The role of phospholipase in the genesis of reperfusion arrhythmia

Abstract

To clarify the mechanism of reperfusion arrhythmia, the following experiments were performed. In vivo study: Using anesthetized mongrel dogs, the left anterior descending coronary artery was occluded for 15 min and the ligation was released. The dogs were divided into two groups depending on whether the pretreatment was with saline or coenzyme Q10 (CoQ10), 15 mg/kg, before the ligation, i.e., the control and the CoQ10 groups. Each group was further divided into two subgroups depending on the presence or the absence of reperfusion arrhythmia. Reperfusion arrhythmia was observed in 12 out of 38 dogs in the control, whereas in the CoQ10 group none developed arrhythmia. Nine species of free fatty acids (FFA) were detected in the plasma membrane in each group. In the dogs in the control group with arrhythmia, all species of detected FFA increased, and phospholipid content in plasma membrane decreased. These changes were not observed in the dogs without arrhythmia in both the control and the CoQ10 groups.
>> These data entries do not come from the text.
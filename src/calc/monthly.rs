use crate::calc::daily_totals;
use crate::model::{Amount, FixedCategory, Month};
use serde::{Deserialize, Serialize};

/// How supplier spend (occasional purchases and formal invoices) is treated in net profit.
///
/// Supplier spend always counts toward `total_fixed_expenses`. Under `Investment` it is excluded
/// from net profit, like daily merchandise purchases, and reported as investment outflow. Under
/// `Expense` it is deducted.
#[derive(Default, Debug, Clone, Copy, Eq, PartialEq, Hash, Serialize, Deserialize)]
#[serde(rename_all = "snake_case")]
pub enum SupplierSpend {
    #[default]
    Investment,
    Expense,
}

serde_plain::derive_display_from_serialize!(SupplierSpend);
serde_plain::derive_fromstr_from_deserialize!(SupplierSpend);

/// The reconciliation of a whole month.
#[derive(Default, Debug, Clone, Copy, Eq, PartialEq, Serialize, Deserialize)]
#[serde(rename_all = "camelCase")]
pub struct MonthlyTotals {
    pub cash_sales: Amount,
    pub transfer_sales: Amount,
    pub returns: Amount,
    pub expenses: Amount,
    pub merchandise_purchases: Amount,

    pub total_payroll: Amount,
    pub total_utilities: Amount,
    pub total_bank_obligations: Amount,
    pub total_occasional_supplier: Amount,
    pub total_formal_supplier: Amount,
    pub total_supplier_spend: Amount,
    pub rent: Amount,
    pub other_expenses: Amount,
    pub total_fixed_expenses: Amount,
    /// Fixed expenses without supplier spend.
    pub operating_fixed_expenses: Amount,

    pub gross_sales: Amount,
    pub cash_profit: Amount,
    pub net_profit: Amount,
    /// Merchandise purchases plus supplier spend. Never deducted from profit under the default
    /// policy.
    pub investment_outflow: Amount,
    /// Sales minus everything that left the business: returns, daily expenses, every fixed
    /// expense and merchandise purchases. Independent of the supplier spend policy.
    pub net_cash_flow: Amount,
    pub supplier_spend: SupplierSpend,
}

impl MonthlyTotals {
    /// The total of one list category.
    pub fn category_total(&self, category: FixedCategory) -> Amount {
        match category {
            FixedCategory::Payroll => self.total_payroll,
            FixedCategory::Utilities => self.total_utilities,
            FixedCategory::BankTransactions => self.total_bank_obligations,
            FixedCategory::OccasionalSuppliers => self.total_occasional_supplier,
            FixedCategory::FormalSuppliers => self.total_formal_supplier,
        }
    }

    /// The fixed expenses that `net_profit` deducts.
    pub fn deducted_fixed_expenses(&self) -> Amount {
        match self.supplier_spend {
            SupplierSpend::Investment => self.operating_fixed_expenses,
            SupplierSpend::Expense => self.total_fixed_expenses,
        }
    }
}

/// Aggregates every recorded day and every fixed-expense category of `month`. Days missing from
/// `month.days` contribute nothing.
pub fn monthly_totals(month: &Month, policy: SupplierSpend) -> MonthlyTotals {
    let mut t = MonthlyTotals {
        supplier_spend: policy,
        ..MonthlyTotals::default()
    };

    for day in month.days.values() {
        let d = daily_totals(Some(day), month.default_opening_float);
        t.cash_sales += d.cash_sales;
        t.transfer_sales += d.transfer_sales;
        t.returns += d.returns;
        t.expenses += d.expenses;
        t.merchandise_purchases += d.merchandise_purchases;
    }

    let fixed = &month.fixed_expenses;
    t.total_payroll = fixed.category_total(FixedCategory::Payroll);
    t.total_utilities = fixed.category_total(FixedCategory::Utilities);
    t.total_bank_obligations = fixed.category_total(FixedCategory::BankTransactions);
    t.total_occasional_supplier = fixed.category_total(FixedCategory::OccasionalSuppliers);
    t.total_formal_supplier = fixed.category_total(FixedCategory::FormalSuppliers);
    t.total_supplier_spend = t.total_occasional_supplier + t.total_formal_supplier;
    t.rent = fixed.rent;
    t.other_expenses = fixed.other_expenses;
    t.total_fixed_expenses = t.total_utilities
        + t.total_payroll
        + t.total_bank_obligations
        + t.total_supplier_spend
        + t.rent
        + t.other_expenses;
    t.operating_fixed_expenses = t.total_fixed_expenses - t.total_supplier_spend;

    t.gross_sales = t.cash_sales + t.transfer_sales;
    t.cash_profit = t.cash_sales - t.returns - t.expenses;
    t.net_profit = t.gross_sales - t.returns - t.expenses - t.deducted_fixed_expenses();
    t.investment_outflow = t.merchandise_purchases + t.total_supplier_spend;
    t.net_cash_flow = t.gross_sales
        - t.returns
        - t.expenses
        - t.total_fixed_expenses
        - t.merchandise_purchases;
    t
}
//! This module is responsible for reading, writing and managing the SQLite database that holds the
//! month documents.

mod migrations;

use crate::model::Month;
use crate::store::Store;
use crate::{migrate, utils, Result};
use anyhow::{bail, Context};
use async_trait::async_trait;
use chrono::Utc;
use sqlx::sqlite::{SqliteConnectOptions, SqlitePoolOptions};
use sqlx::SqlitePool;
use std::path::Path;
use std::str::FromStr;
use tracing::{debug, trace};

/// A `Store` backed by a SQLite file. Each account has one current month document and any number
/// of archived (closed) months.
#[derive(Debug, Clone)]
pub struct SqliteStore {
    pool: SqlitePool,
}

impl SqliteStore {
    /// - Validates that no file currently exists at `path`
    /// - Creates a new SQLite file at `path`
    /// - Initializes the database schema
    pub async fn init(path: impl AsRef<Path>) -> Result<Self> {
        let path = path.as_ref();
        if utils::exists(path).await? {
            bail!("A database already exists at '{}'", path.display());
        }
        Self::open(path, true).await
    }

    /// - Validates that there is a SQLite file at `path`
    /// - Updates the database schema with migrations if it is out-of-date
    pub async fn load(path: impl AsRef<Path>) -> Result<Self> {
        let path = path.as_ref();
        if !utils::exists(path).await? {
            bail!("The database is missing '{}'", path.display());
        }
        Self::open(path, false).await
    }

    async fn open(path: &Path, create: bool) -> Result<Self> {
        let options = SqliteConnectOptions::from_str(&format!("sqlite:{}", path.display()))
            .context("Failed to parse SQLite connection string")?
            .create_if_missing(create);
        let pool = SqlitePoolOptions::new()
            .max_connections(1)
            .connect_with(options)
            .await
            .with_context(|| format!("Failed to open SQLite database at {}", path.display()))?;

        let current = schema_version(&pool).await?;
        migrations::run(&pool, current, migrations::CURRENT_VERSION).await?;
        debug!("Opened {} at schema version {}", path.display(), migrations::CURRENT_VERSION);
        Ok(Self { pool })
    }

    /// The ids of all accounts that have a stored month.
    pub async fn accounts(&self) -> Result<Vec<String>> {
        let rows: Vec<(String,)> =
            sqlx::query_as("SELECT account_id FROM documents ORDER BY account_id")
                .fetch_all(&self.pool)
                .await
                .context("Failed to list accounts")?;
        Ok(rows.into_iter().map(|r| r.0).collect())
    }
}

/// Reads the schema version, creating the `schema_version` table at version 0 for a new file.
async fn schema_version(pool: &SqlitePool) -> Result<i32> {
    sqlx::query("CREATE TABLE IF NOT EXISTS schema_version (version INTEGER NOT NULL)")
        .execute(pool)
        .await
        .context("Failed to create schema_version table")?;
    let row: (Option<i32>,) = sqlx::query_as("SELECT MAX(version) FROM schema_version")
        .fetch_one(pool)
        .await
        .context("Failed to query schema version")?;
    match row.0 {
        Some(v) => Ok(v),
        None => {
            sqlx::query("INSERT INTO schema_version (version) VALUES (0)")
                .execute(pool)
                .await
                .context("Failed to insert initial schema version")?;
            Ok(0)
        }
    }
}

#[async_trait]
impl Store for SqliteStore {
    async fn load(&self, account_id: &str) -> Result<Option<String>> {
        let row: Option<(String,)> =
            sqlx::query_as("SELECT body FROM documents WHERE account_id = ?")
                .bind(account_id)
                .fetch_optional(&self.pool)
                .await
                .with_context(|| format!("Failed to load the month of '{account_id}'"))?;
        trace!("Loaded document for '{account_id}': {}", row.is_some());
        Ok(row.map(|r| r.0))
    }

    async fn save(&self, account_id: &str, month: &Month) -> Result<()> {
        let body = migrate::serialize(month)?.to_string();
        sqlx::query(
            "INSERT INTO documents (account_id, body, updated_at) VALUES (?, ?, ?) \
             ON CONFLICT(account_id) DO UPDATE SET body = excluded.body, \
             updated_at = excluded.updated_at",
        )
        .bind(account_id)
        .bind(body)
        .bind(Utc::now().to_rfc3339())
        .execute(&self.pool)
        .await
        .with_context(|| format!("Failed to save the month of '{account_id}'"))?;
        Ok(())
    }

    async fn archive(&self, account_id: &str, month: &Month) -> Result<()> {
        let body = migrate::serialize(month)?.to_string();
        sqlx::query(
            "INSERT OR REPLACE INTO archived_months \
             (account_id, year, month_index, body, closed_at) VALUES (?, ?, ?, ?, ?)",
        )
        .bind(account_id)
        .bind(month.year)
        .bind(month.month_index)
        .bind(body)
        .bind(Utc::now().to_rfc3339())
        .execute(&self.pool)
        .await
        .with_context(|| {
            format!(
                "Failed to archive {} for '{account_id}'",
                month.period_label()
            )
        })?;
        Ok(())
    }

    async fn load_archived(
        &self,
        account_id: &str,
        month_index: u32,
        year: i32,
    ) -> Result<Option<String>> {
        let row: Option<(String,)> = sqlx::query_as(
            "SELECT body FROM archived_months \
             WHERE account_id = ? AND year = ? AND month_index = ?",
        )
        .bind(account_id)
        .bind(year)
        .bind(month_index)
        .fetch_optional(&self.pool)
        .await
        .context("Failed to load an archived month")?;
        Ok(row.map(|r| r.0))
    }
}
In vitro study: Incubation of myocardial plasma membrane with phospholipase (PLase) A2 increased only unsaturated FFA, while PLase C increased all detected FFA. Premedication with CoQ10 prevented the increase in FFA caused by PLases. Perfusion with PLase A2 or C altered membrane action potential. Premedication with CoQ10 also prevented changes in membrane action potential. PLase liberates fatty acids from phospholipids, and CoQ10 is known to protect the membrane phospholipids from the attack of PLase. These facts and results suggest that activation of PLase associated with coronary reperfusion is closely related to the development of reperfusion arrhythmia.